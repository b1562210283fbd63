//! # Trajectory module
//!
//! A trajectory time-parameterises a path: each path segment gets a
//! trapezoidal motion profile whose velocity cap comes from evaluating every
//! constraint against that segment's geometry. Profiles look ahead to the
//! next segment's cap so consecutive segments connect without a forced stop
//! where geometry allows, and the velocity actually achieved by a profile
//! (which may fall short of the request when a segment is too short to
//! finish accelerating) becomes the entry velocity of the next profile. This
//! back-pressure keeps the whole trajectory kinematically consistent across
//! segment joins.

// ---------------------------------------------------------------------------
// MODULES
// ---------------------------------------------------------------------------

mod constraint;
mod motion_profile;

// ---------------------------------------------------------------------------
// IMPORTS
// ---------------------------------------------------------------------------

// Internal
pub use constraint::*;
pub use motion_profile::*;

use crate::maths::{Rotation2, Vector2};
use crate::path::{Path, PathSegment};

// ---------------------------------------------------------------------------
// DATA STRUCTURES
// ---------------------------------------------------------------------------

/// A time-parameterised path.
#[derive(Debug)]
pub struct Trajectory {
    path: Path,
    profiles: Vec<TrapezoidalMotionProfile>,
    duration: f64,
}

/// The state of a trajectory at a point in time.
#[derive(Debug, Copy, Clone)]
pub struct TrajectorySegment {
    /// The time this segment was sampled at.
    pub time: f64,

    /// Position on the path.
    pub translation: Vector2,

    /// Direction of travel tangent to the path.
    pub heading: Rotation2,

    /// Scheduled robot facing. Evaluated against the path's global rotation
    /// schedule by distance, never the local path segment.
    pub rotation: Rotation2,

    /// Distance along the path.
    pub distance: f64,

    /// Speed along the path.
    pub velocity: f64,

    /// Acceleration along the path.
    pub acceleration: f64,
}

// ---------------------------------------------------------------------------
// IMPLEMENTATIONS
// ---------------------------------------------------------------------------

impl Trajectory {
    /// Time-parameterise a path under the given constraints.
    ///
    /// A constraint returning a zero velocity cap over a segment produces a
    /// profile that never finishes; bounding trajectory duration is the
    /// caller's responsibility.
    pub fn new(path: Path, constraints: &[Box<dyn TrajectoryConstraint>]) -> Self {
        let segment_count = path.segments().len();
        let mut profiles = Vec::with_capacity(segment_count);

        let mut last_goal = Goal {
            position: 0.0,
            velocity: 0.0,
        };

        for i in 0..segment_count {
            let segment = &path.segments()[i];

            // The acceleration cap is evaluated at the segment's entry
            // velocity; at the velocity cap itself a feedforward constraint
            // has no headroom left
            let max_segment_velocity = max_velocity_for(segment, constraints);
            let max_segment_acceleration =
                max_acceleration_for(segment, last_goal.velocity, constraints);

            // Look ahead to the next segment's cap to find an achievable exit
            // velocity, the last segment always ends stopped
            let end_velocity = if i == segment_count - 1 {
                0.0
            } else {
                max_velocity_for(&path.segments()[i + 1], constraints).min(max_segment_velocity)
            };

            let end_goal = Goal {
                position: last_goal.position + segment.length(),
                velocity: end_velocity,
            };

            let profile = TrapezoidalMotionProfile::new(
                last_goal,
                end_goal,
                Constraints {
                    max_velocity: max_segment_velocity,
                    max_acceleration: max_segment_acceleration,
                },
            );

            // The profile may not have been able to finish accelerating, the
            // achieved end state is the entry for the next segment
            let achieved = profile.calculate(profile.duration());
            last_goal = Goal {
                position: achieved.position,
                velocity: achieved.velocity,
            };

            profiles.push(profile);
        }

        let duration = profiles.iter().map(|p| p.duration()).sum();

        Self {
            path,
            profiles,
            duration,
        }
    }

    /// The total duration of the trajectory.
    pub fn duration(&self) -> f64 {
        self.duration
    }

    pub fn path(&self) -> &Path {
        &self.path
    }

    /// Evaluate the trajectory at a point in time.
    ///
    /// The owning profile is found by a linear scan over the cumulative
    /// durations; segment counts are small so this is not a hot spot.
    pub fn calculate_segment(&self, time: f64) -> TrajectorySegment {
        let mut profile_index = 0;
        let mut profile_time = time;
        while profile_index < self.profiles.len() - 1
            && profile_time > self.profiles[profile_index].duration()
        {
            profile_time -= self.profiles[profile_index].duration();
            profile_index += 1;
        }

        let state = self.profiles[profile_index].calculate(profile_time);
        let path_state = self.path.calculate(state.position);

        TrajectorySegment {
            time,
            translation: path_state.position,
            heading: path_state.heading,
            rotation: path_state.rotation,
            distance: state.position,
            velocity: state.velocity,
            acceleration: state.acceleration,
        }
    }
}

// ---------------------------------------------------------------------------
// FUNCTIONS
// ---------------------------------------------------------------------------

/// The most restrictive velocity cap over a segment.
fn max_velocity_for(segment: &PathSegment, constraints: &[Box<dyn TrajectoryConstraint>]) -> f64 {
    constraints
        .iter()
        .map(|c| c.max_velocity(segment))
        .fold(f64::INFINITY, f64::min)
}

/// The most restrictive acceleration cap over a segment at a velocity.
fn max_acceleration_for(
    segment: &PathSegment,
    velocity: f64,
    constraints: &[Box<dyn TrajectoryConstraint>],
) -> f64 {
    constraints
        .iter()
        .map(|c| c.max_acceleration(segment, velocity))
        .fold(f64::INFINITY, f64::min)
}

// ---------------------------------------------------------------------------
// TESTS
// ---------------------------------------------------------------------------

#[cfg(test)]
mod test {
    use super::*;
    use crate::maths::{Rotation2, Vector2};
    use crate::path::SimplePathBuilder;
    use approx::assert_abs_diff_eq;

    fn constraints(max_v: f64, max_a: f64) -> Vec<Box<dyn TrajectoryConstraint>> {
        vec![
            Box::new(MaxVelocityConstraint::new(max_v)),
            Box::new(MaxAccelerationConstraint::new(max_a)),
        ]
    }

    #[test]
    fn test_straight_line_trajectory() {
        let path = SimplePathBuilder::new(Vector2::ZERO, Rotation2::ZERO)
            .line_to(Vector2::new(5.0, 0.0))
            .build()
            .unwrap();
        let trajectory = Trajectory::new(path, &constraints(1.0, 1.0));

        // Ramp 1 s, cruise 4 s, ramp 1 s
        assert_abs_diff_eq!(trajectory.duration(), 6.0, epsilon = 1e-9);

        let start = trajectory.calculate_segment(0.0);
        assert_eq!(start.translation, Vector2::ZERO);
        assert_abs_diff_eq!(start.velocity, 0.0, epsilon = 1e-9);

        let end = trajectory.calculate_segment(trajectory.duration());
        assert_eq!(end.translation, Vector2::new(5.0, 0.0));
        assert_abs_diff_eq!(end.velocity, 0.0, epsilon = 1e-9);

        let cruise = trajectory.calculate_segment(3.0);
        assert_abs_diff_eq!(cruise.velocity, 1.0, epsilon = 1e-9);
    }

    #[test]
    fn test_arc_cap_backpressures_entry_velocity() {
        // Line into a tight arc: the centripetal constraint caps the arc
        // velocity, so the line's profile must exit no faster than the cap
        let path = SimplePathBuilder::new(Vector2::ZERO, Rotation2::ZERO)
            .line_to(Vector2::new(5.0, 0.0))
            .arc_to(Vector2::new(6.0, 1.0), Vector2::new(5.0, 1.0))
            .build()
            .unwrap();

        let mut all: Vec<Box<dyn TrajectoryConstraint>> = constraints(3.0, 1.0);
        all.push(Box::new(CentripetalAccelerationConstraint::new(1.0)));

        let trajectory = Trajectory::new(path, &all);

        // Arc radius 1, cap = sqrt(1 / 1) = 1. Find the segment boundary
        // (distance 5) and check the velocity there
        let mut boundary_velocity: f64 = 0.0;
        let steps = 2000;
        for i in 0..=steps {
            let t = trajectory.duration() * i as f64 / steps as f64;
            let segment = trajectory.calculate_segment(t);
            if (segment.distance - 5.0).abs() < 0.05 {
                boundary_velocity = boundary_velocity.max(segment.velocity);
            }
        }

        assert!(
            boundary_velocity <= 1.0 + 0.05,
            "velocity {} at segment join exceeds the arc cap",
            boundary_velocity
        );
    }

    #[test]
    fn test_rotation_follows_global_schedule() {
        // The rotation schedule spans the whole path: sampling the
        // trajectory mid-way must interpolate against global distance, not
        // the owning segment's local fraction
        let path = SimplePathBuilder::new(Vector2::ZERO, Rotation2::ZERO)
            .line_to(Vector2::new(5.0, 0.0))
            .line_to_facing(Vector2::new(10.0, 0.0), Rotation2::from_degrees(90.0))
            .build()
            .unwrap();
        let trajectory = Trajectory::new(path, &constraints(1.0, 1.0));

        let steps = 500;
        for i in 0..=steps {
            let t = trajectory.duration() * i as f64 / steps as f64;
            let segment = trajectory.calculate_segment(t);

            let expected = trajectory.path().rotation_at(segment.distance);
            assert!(
                segment.rotation.equals_eps(&expected, 1e-9),
                "rotation diverged from the global schedule at t = {}",
                t
            );
        }

        // Halfway along the distance the rotation is halfway interpolated
        let mid = trajectory.path().rotation_at(5.0);
        assert_abs_diff_eq!(mid.to_degrees(), 45.0, epsilon = 1e-9);
    }

    #[test]
    fn test_trajectory_ends_stopped() {
        let path = SimplePathBuilder::new(Vector2::ZERO, Rotation2::ZERO)
            .line_to(Vector2::new(2.0, 0.0))
            .line_to(Vector2::new(2.0, 3.0))
            .line_to(Vector2::new(0.0, 3.0))
            .build()
            .unwrap();
        let trajectory = Trajectory::new(path, &constraints(2.0, 1.5));

        let end = trajectory.calculate_segment(trajectory.duration());
        assert_abs_diff_eq!(end.velocity, 0.0, epsilon = 1e-9);
        assert_abs_diff_eq!(end.distance, 7.0, epsilon = 1e-9);
    }
}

::::

TASK TO COMPLETE → Please go through the data above and copy each line that has the word "accelerating".

SOLVED PROBLEM →
//! finish accelerating) becomes the entry velocity of the next profile. This
            // The profile may not have been able to finish accelerating, the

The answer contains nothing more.